The Pediatrician’s Role in Vaccination and Trust

Two recent commentaries on “hot button” issues:

  • ER Menzin: The Pediatrician’s Lament. NEJM 2025; 392: 320-321
  • PMG Santos et al. Texas Executive Order GA-46 and the Erosion of Trust in Health Care. NEJM 2025; 392: 108-109

An excerpt from the first commentary:

“Throughout my career, I have seen new vaccines approved: pneumococcus, rotavirus, meningococcus, and human papillomavirus. In each case, I have studied the data, reviewed published recommendations, and adjusted my language to encourage vaccination. I consider the high immunization rate in my patient panel to be one of my greatest professional accomplishments — a quantitative metric of the benefit I provide…

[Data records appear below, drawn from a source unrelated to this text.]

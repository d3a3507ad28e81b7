//! Reference types, fields and methods known to the debugged application.

use svm_config::{ClassConfig, DebugServerConfig};

use crate::codec::{str_size, Packet, PacketFactory, PacketList};
use crate::types::{
    class_name_to_signature, FieldId, MethodId, ReferenceTypeId, CLASS_STATUS_INITIALIZED,
    CLASS_STATUS_PREPARED, CLASS_STATUS_VERIFIED, TYPE_TAG_CLASS, TYPE_TAG_INTERFACE,
};

pub const JAVA_LANG_OBJECT: &str = "java.lang.Object";
pub const JAVA_LANG_ERROR: &str = "java.lang.Error";

const ACC_PUBLIC: u32 = 0x0001;
const ACC_STATIC: u32 = 0x0008;
const ACC_SYNTHETIC: u32 = 0x1000;

#[derive(Clone, Debug, PartialEq, Eq)]
pub struct FieldInfo {
    pub id: FieldId,
    pub name: String,
    pub signature: String,
    pub modifiers: u32,
}

#[derive(Clone, Debug, Default, PartialEq, Eq)]
pub struct LineTable {
    pub start: u64,
    pub end: u64,
    /// `(code_index, line_number)` pairs in ascending code-index order.
    pub lines: Vec<(u64, u32)>,
}

impl LineTable {
    pub fn new(mut lines: Vec<(u64, u32)>) -> Self {
        lines.sort_by_key(|&(index, _)| index);
        let start = lines.first().map_or(0, |&(index, _)| index);
        let end = lines.last().map_or(0, |&(index, _)| index);
        Self { start, end, lines }
    }
}

#[derive(Clone, Debug, PartialEq, Eq)]
pub struct MethodInfo {
    pub id: MethodId,
    pub name: String,
    pub signature: String,
    pub modifiers: u32,
    pub line_table: LineTable,
}

#[derive(Clone, Debug, PartialEq, Eq)]
pub struct RefType {
    pub id: ReferenceTypeId,
    pub type_tag: u8,
    pub name: String,
    pub signature: String,
    pub source_file: Option<String>,
    pub modifiers: u32,
    pub status: u32,
    pub superclass: Option<ReferenceTypeId>,
    pub interfaces: Vec<ReferenceTypeId>,
    pub fields: Vec<FieldInfo>,
    pub methods: Vec<MethodInfo>,
}

impl RefType {
    pub fn method(&self, id: MethodId) -> Option<&MethodInfo> {
        self.methods.iter().find(|m| m.id == id)
    }
}

/// Registry of every reference type the debugger may ask about.
///
/// Built once at startup and shared read-only afterwards. Reference ids are
/// handed out from 1 in registration order.
#[derive(Clone, Debug)]
pub struct ClassRegistry {
    classes: Vec<RefType>,
    next_id: ReferenceTypeId,
    main_class: Option<ReferenceTypeId>,
}

impl Default for ClassRegistry {
    fn default() -> Self {
        Self::new()
    }
}

impl ClassRegistry {
    /// A registry holding only `java.lang.Object` and `java.lang.Error`.
    pub fn new() -> Self {
        let mut registry = Self {
            classes: Vec::new(),
            next_id: 1,
            main_class: None,
        };
        let object = registry.add_class(JAVA_LANG_OBJECT, None);
        registry.add_class(JAVA_LANG_ERROR, Some(object));
        registry
    }

    pub fn from_config(config: &DebugServerConfig) -> Self {
        let mut registry = Self::new();
        for class in &config.classes {
            registry.add_configured(class);
        }

        let main = &config.vm.main_class;
        let main_id = match registry.find_by_name(main) {
            Some(existing) => existing.id,
            None => registry.add_default_main(main, &config.vm.main_source),
        };
        registry.main_class = Some(main_id);
        registry.add_inner_wildcard(main_id);

        tracing::debug!(
            target: "svm.jdwp",
            classes = registry.classes.len(),
            main_class = %main,
            "class registry loaded"
        );
        registry
    }

    fn add_configured(&mut self, class: &ClassConfig) {
        let superclass = match class.superclass.as_deref() {
            Some(name) => {
                let found = self.find_by_name(name).map(|c| c.id);
                if found.is_none() {
                    tracing::warn!(
                        target: "svm.jdwp",
                        class = %class.name,
                        superclass = %name,
                        "superclass is not registered; ignoring"
                    );
                }
                found
            }
            None => self.find_by_name(JAVA_LANG_OBJECT).map(|c| c.id),
        };

        let id = if class.interface {
            self.add_interface(&class.name, superclass)
        } else {
            self.add_class(&class.name, superclass)
        };

        for name in &class.interfaces {
            match self.find_by_name(name).map(|c| c.id) {
                Some(interface) => self.implement(id, interface),
                None => tracing::warn!(
                    target: "svm.jdwp",
                    class = %class.name,
                    interface = %name,
                    "interface is not registered; ignoring"
                ),
            }
        }

        if let Some(entry) = self.find_mut(id) {
            entry.modifiers = class.modifiers;
            entry.source_file = class.source_file.clone();
        }
        for field in &class.fields {
            self.add_field(id, &field.name, &field.signature, field.modifiers);
        }
        for method in &class.methods {
            self.add_method(
                id,
                &method.name,
                &method.signature,
                method.modifiers,
                LineTable::new(method.lines.clone()),
            );
        }
    }

    /// The application entry class when no metadata was configured for it: a
    /// synthetic constructor and a static `main`.
    fn add_default_main(&mut self, name: &str, source: &str) -> ReferenceTypeId {
        let object = self.find_by_name(JAVA_LANG_OBJECT).map(|c| c.id);
        let id = self.add_class(name, object);
        if let Some(entry) = self.find_mut(id) {
            entry.modifiers = ACC_PUBLIC;
            entry.source_file = Some(source.to_string());
        }
        self.add_method(
            id,
            "<init>",
            "()V",
            ACC_PUBLIC | ACC_SYNTHETIC,
            LineTable::new(vec![(0, 1)]),
        );
        self.add_method(
            id,
            "main",
            "([Ljava/lang/String;)V",
            ACC_PUBLIC | ACC_STATIC,
            LineTable::new(vec![(2, 3)]),
        );
        id
    }

    fn add_ref(&mut self, name: &str, type_tag: u8, superclass: Option<ReferenceTypeId>) -> ReferenceTypeId {
        let id = self.next_id;
        self.next_id += 1;
        self.classes.push(RefType {
            id,
            type_tag,
            name: name.to_string(),
            signature: class_name_to_signature(name),
            source_file: None,
            modifiers: 0,
            status: CLASS_STATUS_VERIFIED | CLASS_STATUS_PREPARED | CLASS_STATUS_INITIALIZED,
            superclass,
            interfaces: Vec::new(),
            fields: Vec::new(),
            methods: Vec::new(),
        });
        id
    }

    pub fn add_class(&mut self, name: &str, superclass: Option<ReferenceTypeId>) -> ReferenceTypeId {
        self.add_ref(name, TYPE_TAG_CLASS, superclass)
    }

    pub fn add_interface(&mut self, name: &str, superclass: Option<ReferenceTypeId>) -> ReferenceTypeId {
        self.add_ref(name, TYPE_TAG_INTERFACE, superclass)
    }

    /// Register `<name>$*` alongside `of` so wildcard inner-class patterns resolve.
    pub fn add_inner_wildcard(&mut self, of: ReferenceTypeId) -> Option<ReferenceTypeId> {
        let (name, tag, superclass) = {
            let outer = self.find_by_id(of)?;
            (format!("{}$*", outer.name), outer.type_tag, outer.superclass)
        };
        Some(self.add_ref(&name, tag, superclass))
    }

    pub fn implement(&mut self, class: ReferenceTypeId, interface: ReferenceTypeId) {
        if let Some(entry) = self.find_mut(class) {
            entry.interfaces.push(interface);
        }
    }

    /// Field ids are 1-based positions within the declaring class.
    pub fn add_field(
        &mut self,
        class: ReferenceTypeId,
        name: &str,
        signature: &str,
        modifiers: u32,
    ) -> Option<FieldId> {
        let entry = self.find_mut(class)?;
        let id = entry.fields.len() as FieldId + 1;
        entry.fields.push(FieldInfo {
            id,
            name: name.to_string(),
            signature: signature.to_string(),
            modifiers,
        });
        Some(id)
    }

    /// Method ids are 1-based positions within the declaring class.
    pub fn add_method(
        &mut self,
        class: ReferenceTypeId,
        name: &str,
        signature: &str,
        modifiers: u32,
        line_table: LineTable,
    ) -> Option<MethodId> {
        let entry = self.find_mut(class)?;
        let id = entry.methods.len() as MethodId + 1;
        entry.methods.push(MethodInfo {
            id,
            name: name.to_string(),
            signature: signature.to_string(),
            modifiers,
            line_table,
        });
        Some(id)
    }

    fn find_mut(&mut self, id: ReferenceTypeId) -> Option<&mut RefType> {
        self.classes.iter_mut().find(|c| c.id == id)
    }

    pub fn len(&self) -> usize {
        self.classes.len()
    }

    pub fn is_empty(&self) -> bool {
        self.classes.is_empty()
    }

    pub fn main_class(&self) -> Option<&RefType> {
        self.main_class.and_then(|id| self.find_by_id(id))
    }

    // Newest registrations win, so scans run from the back.

    pub fn find_by_name(&self, name: &str) -> Option<&RefType> {
        self.classes.iter().rev().find(|c| c.name == name)
    }

    pub fn find_by_signature(&self, signature: &str) -> Option<&RefType> {
        self.classes.iter().rev().find(|c| c.signature == signature)
    }

    pub fn find_by_id(&self, id: ReferenceTypeId) -> Option<&RefType> {
        self.classes.iter().rev().find(|c| c.id == id)
    }

    pub fn method(&self, class: ReferenceTypeId, method: MethodId) -> Option<&MethodInfo> {
        self.find_by_id(class)?.method(method)
    }

    /// One entry per class in registration order: tag, reference id, signature,
    /// optionally an empty generic signature, status.
    pub fn all_classes_to_list(&self, packets: &PacketFactory, with_generic: bool) -> PacketList {
        let sizes = packets.id_sizes();
        let mut list = PacketList::new();
        for class in self.classes.iter().rev() {
            let generic = if with_generic { 4 } else { 0 };
            let mut p = packets.raw(
                1 + sizes.reference_type_id + str_size(&class.signature) + generic + 4,
            );
            p.write_tag(class.type_tag);
            p.write_reference_type_id(class.id);
            p.write_str(&class.signature);
            if with_generic {
                p.write_str("");
            }
            p.write_u32(class.status);
            list.push(p);
        }
        list
    }

    /// Declared fields of `class` in declaration order.
    pub fn fields_to_list(&self, packets: &PacketFactory, class: &RefType, with_generic: bool) -> PacketList {
        let mut list = PacketList::new();
        for field in class.fields.iter().rev() {
            let mut p = member_packet(packets, &field.name, &field.signature, with_generic);
            p.write_u32(field.modifiers);
            let mut entry = packets.raw(packets.id_sizes().field_id + p.position());
            entry.write_field_id(field.id);
            entry.write_packet(&p);
            list.push(entry);
        }
        list
    }

    /// Declared methods of `class` in declaration order.
    pub fn methods_to_list(&self, packets: &PacketFactory, class: &RefType, with_generic: bool) -> PacketList {
        let mut list = PacketList::new();
        for method in class.methods.iter().rev() {
            let mut p = member_packet(packets, &method.name, &method.signature, with_generic);
            p.write_u32(method.modifiers);
            let mut entry = packets.raw(packets.id_sizes().method_id + p.position());
            entry.write_method_id(method.id);
            entry.write_packet(&p);
            list.push(entry);
        }
        list
    }
}

fn member_packet(packets: &PacketFactory, name: &str, signature: &str, with_generic: bool) -> Packet {
    let generic = if with_generic { 4 } else { 0 };
    let mut p = packets.raw(str_size(name) + str_size(signature) + generic + 4);
    p.write_str(name);
    p.write_str(signature);
    if with_generic {
        p.write_str("");
    }
    p
}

Every so often, parents will look at me over a smiling infant and tell me they want their child to have only one or two recommended vaccines. Can I choose the most important? I tell them the question is akin to asking me to pick my favorite child — an impossible task…

Some will ask, “Can you recommend a good pediatrician who does not believe in vaccines?” No, I say, no more than I can recommend a good physicist who does not believe in gravity…

Even if patients are skeptical of the alphabet soup of institutions designed to protect and safeguard their health, they still have confidence in the long-standing relationships with their clinicians. To deserve that trust, we are obligated to raise our collective voice in defense of science, health, and vaccines.”

From the 2nd Commentary:

“On Halloween morning, 2024, Texas physicians received disturbing news about hospital policies set in compliance with Governor Greg Abbott’s Executive Order GA-46 — a rule that mandates the collection and reporting of information on patient citizenship status during intake…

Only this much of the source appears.